__Input material__:

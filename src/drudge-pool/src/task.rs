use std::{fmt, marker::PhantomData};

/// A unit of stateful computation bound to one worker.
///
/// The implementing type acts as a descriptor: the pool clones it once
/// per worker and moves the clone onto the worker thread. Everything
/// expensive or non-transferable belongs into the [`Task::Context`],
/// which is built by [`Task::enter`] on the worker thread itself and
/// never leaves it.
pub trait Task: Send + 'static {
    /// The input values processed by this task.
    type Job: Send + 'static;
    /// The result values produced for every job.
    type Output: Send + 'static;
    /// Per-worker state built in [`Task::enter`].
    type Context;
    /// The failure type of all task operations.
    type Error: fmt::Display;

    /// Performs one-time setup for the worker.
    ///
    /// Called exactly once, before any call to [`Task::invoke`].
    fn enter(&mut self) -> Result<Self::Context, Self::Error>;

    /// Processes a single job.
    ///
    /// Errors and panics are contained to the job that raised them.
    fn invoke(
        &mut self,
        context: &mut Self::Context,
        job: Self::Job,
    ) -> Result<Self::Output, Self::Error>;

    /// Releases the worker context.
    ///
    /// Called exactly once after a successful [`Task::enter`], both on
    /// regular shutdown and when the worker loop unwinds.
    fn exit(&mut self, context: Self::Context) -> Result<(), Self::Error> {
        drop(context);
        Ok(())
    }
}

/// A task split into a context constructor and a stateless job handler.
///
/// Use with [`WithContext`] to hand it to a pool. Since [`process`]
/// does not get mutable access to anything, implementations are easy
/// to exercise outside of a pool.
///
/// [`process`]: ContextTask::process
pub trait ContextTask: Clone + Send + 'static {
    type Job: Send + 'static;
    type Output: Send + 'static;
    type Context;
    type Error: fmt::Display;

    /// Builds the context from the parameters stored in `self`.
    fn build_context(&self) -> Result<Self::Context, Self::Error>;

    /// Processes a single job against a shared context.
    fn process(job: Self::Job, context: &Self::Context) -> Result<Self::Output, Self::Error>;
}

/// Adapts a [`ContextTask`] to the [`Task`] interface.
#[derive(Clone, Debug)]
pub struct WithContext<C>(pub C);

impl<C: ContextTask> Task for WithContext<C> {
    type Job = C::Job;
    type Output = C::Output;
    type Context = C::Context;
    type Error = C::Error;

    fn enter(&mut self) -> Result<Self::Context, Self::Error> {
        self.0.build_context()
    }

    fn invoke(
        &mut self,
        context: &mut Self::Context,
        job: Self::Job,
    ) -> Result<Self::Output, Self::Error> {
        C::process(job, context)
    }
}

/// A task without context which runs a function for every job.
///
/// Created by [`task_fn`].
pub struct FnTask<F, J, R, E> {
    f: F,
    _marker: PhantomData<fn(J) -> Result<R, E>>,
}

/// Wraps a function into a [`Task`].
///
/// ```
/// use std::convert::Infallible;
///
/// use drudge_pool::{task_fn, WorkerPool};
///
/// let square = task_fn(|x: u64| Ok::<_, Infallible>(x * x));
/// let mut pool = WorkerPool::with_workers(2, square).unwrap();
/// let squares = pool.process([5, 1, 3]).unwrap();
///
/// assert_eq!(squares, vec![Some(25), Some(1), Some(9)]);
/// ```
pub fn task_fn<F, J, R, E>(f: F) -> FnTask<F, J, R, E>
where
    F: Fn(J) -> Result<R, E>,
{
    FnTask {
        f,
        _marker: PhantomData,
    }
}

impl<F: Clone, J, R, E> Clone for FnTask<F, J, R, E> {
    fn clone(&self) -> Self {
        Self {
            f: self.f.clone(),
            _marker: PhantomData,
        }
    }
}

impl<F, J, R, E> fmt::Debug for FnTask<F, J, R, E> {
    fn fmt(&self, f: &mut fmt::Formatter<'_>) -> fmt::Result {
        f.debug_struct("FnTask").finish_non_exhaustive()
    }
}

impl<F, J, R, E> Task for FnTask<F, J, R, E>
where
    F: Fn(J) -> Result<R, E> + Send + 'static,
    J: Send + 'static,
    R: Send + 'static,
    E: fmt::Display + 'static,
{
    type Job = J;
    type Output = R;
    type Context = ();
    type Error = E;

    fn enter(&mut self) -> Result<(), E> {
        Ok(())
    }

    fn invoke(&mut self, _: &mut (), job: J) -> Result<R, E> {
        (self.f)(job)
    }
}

__Work item__: When a line in the entries above holds the word "ContextTask", add it to the count, then state only the count.

__Exercise answer__: 4